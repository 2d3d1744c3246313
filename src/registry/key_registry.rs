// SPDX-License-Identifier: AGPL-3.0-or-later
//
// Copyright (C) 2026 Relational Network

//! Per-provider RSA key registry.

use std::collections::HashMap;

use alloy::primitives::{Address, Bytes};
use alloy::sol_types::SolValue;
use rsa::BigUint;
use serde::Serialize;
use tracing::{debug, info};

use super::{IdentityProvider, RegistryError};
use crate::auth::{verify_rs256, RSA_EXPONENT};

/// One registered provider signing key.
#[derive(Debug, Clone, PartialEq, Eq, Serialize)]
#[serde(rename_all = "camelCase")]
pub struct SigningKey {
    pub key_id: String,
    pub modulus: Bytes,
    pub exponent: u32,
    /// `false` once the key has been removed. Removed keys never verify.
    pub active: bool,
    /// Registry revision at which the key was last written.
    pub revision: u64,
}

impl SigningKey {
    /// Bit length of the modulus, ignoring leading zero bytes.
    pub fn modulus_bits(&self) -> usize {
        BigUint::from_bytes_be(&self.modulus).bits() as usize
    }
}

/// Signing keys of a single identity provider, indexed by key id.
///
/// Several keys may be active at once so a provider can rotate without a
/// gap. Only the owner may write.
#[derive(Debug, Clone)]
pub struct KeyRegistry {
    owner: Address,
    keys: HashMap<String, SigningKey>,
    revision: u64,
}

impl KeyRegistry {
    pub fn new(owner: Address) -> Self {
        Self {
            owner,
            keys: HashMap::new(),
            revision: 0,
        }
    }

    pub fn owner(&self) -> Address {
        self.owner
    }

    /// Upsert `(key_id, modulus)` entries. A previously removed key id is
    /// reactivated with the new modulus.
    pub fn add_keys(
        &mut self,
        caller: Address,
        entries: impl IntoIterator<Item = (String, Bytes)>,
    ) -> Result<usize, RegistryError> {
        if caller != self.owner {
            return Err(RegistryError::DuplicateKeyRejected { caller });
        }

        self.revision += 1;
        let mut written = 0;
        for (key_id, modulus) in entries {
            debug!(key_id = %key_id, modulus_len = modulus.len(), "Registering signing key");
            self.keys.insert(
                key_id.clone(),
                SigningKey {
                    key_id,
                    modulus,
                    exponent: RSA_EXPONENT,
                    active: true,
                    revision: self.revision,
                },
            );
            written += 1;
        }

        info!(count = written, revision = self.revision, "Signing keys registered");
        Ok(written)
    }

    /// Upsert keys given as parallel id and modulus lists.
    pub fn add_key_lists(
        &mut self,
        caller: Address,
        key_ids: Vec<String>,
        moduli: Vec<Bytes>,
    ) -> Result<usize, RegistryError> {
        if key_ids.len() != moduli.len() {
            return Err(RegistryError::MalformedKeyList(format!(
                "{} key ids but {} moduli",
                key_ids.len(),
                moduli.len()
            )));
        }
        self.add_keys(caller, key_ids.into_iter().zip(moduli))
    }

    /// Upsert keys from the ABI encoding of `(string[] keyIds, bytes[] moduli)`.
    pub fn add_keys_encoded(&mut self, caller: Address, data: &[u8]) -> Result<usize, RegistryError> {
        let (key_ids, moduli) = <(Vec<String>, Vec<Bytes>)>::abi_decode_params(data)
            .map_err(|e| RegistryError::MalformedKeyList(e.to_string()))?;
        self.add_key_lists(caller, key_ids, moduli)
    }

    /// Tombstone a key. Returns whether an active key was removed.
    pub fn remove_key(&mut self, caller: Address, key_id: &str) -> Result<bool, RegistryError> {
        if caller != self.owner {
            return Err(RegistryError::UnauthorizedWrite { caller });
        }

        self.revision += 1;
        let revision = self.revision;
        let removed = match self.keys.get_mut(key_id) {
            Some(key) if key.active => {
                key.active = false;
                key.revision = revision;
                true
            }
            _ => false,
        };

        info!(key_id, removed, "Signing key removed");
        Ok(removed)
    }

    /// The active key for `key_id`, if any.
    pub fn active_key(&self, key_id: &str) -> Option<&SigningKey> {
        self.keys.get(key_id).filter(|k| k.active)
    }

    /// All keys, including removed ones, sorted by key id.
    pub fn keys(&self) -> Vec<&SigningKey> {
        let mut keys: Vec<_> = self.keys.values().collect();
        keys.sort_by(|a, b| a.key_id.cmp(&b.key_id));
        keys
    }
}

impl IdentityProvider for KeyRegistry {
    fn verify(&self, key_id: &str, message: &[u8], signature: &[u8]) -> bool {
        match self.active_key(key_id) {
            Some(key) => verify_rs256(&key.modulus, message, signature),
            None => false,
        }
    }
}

________________________

== Assignment ==
Go through the data above and find the lines with the word "BigUint". Copy each of those lines.

== Exercise answer ==
use rsa::BigUint;
        BigUint::from_bytes_be(&self.modulus).bits() as usize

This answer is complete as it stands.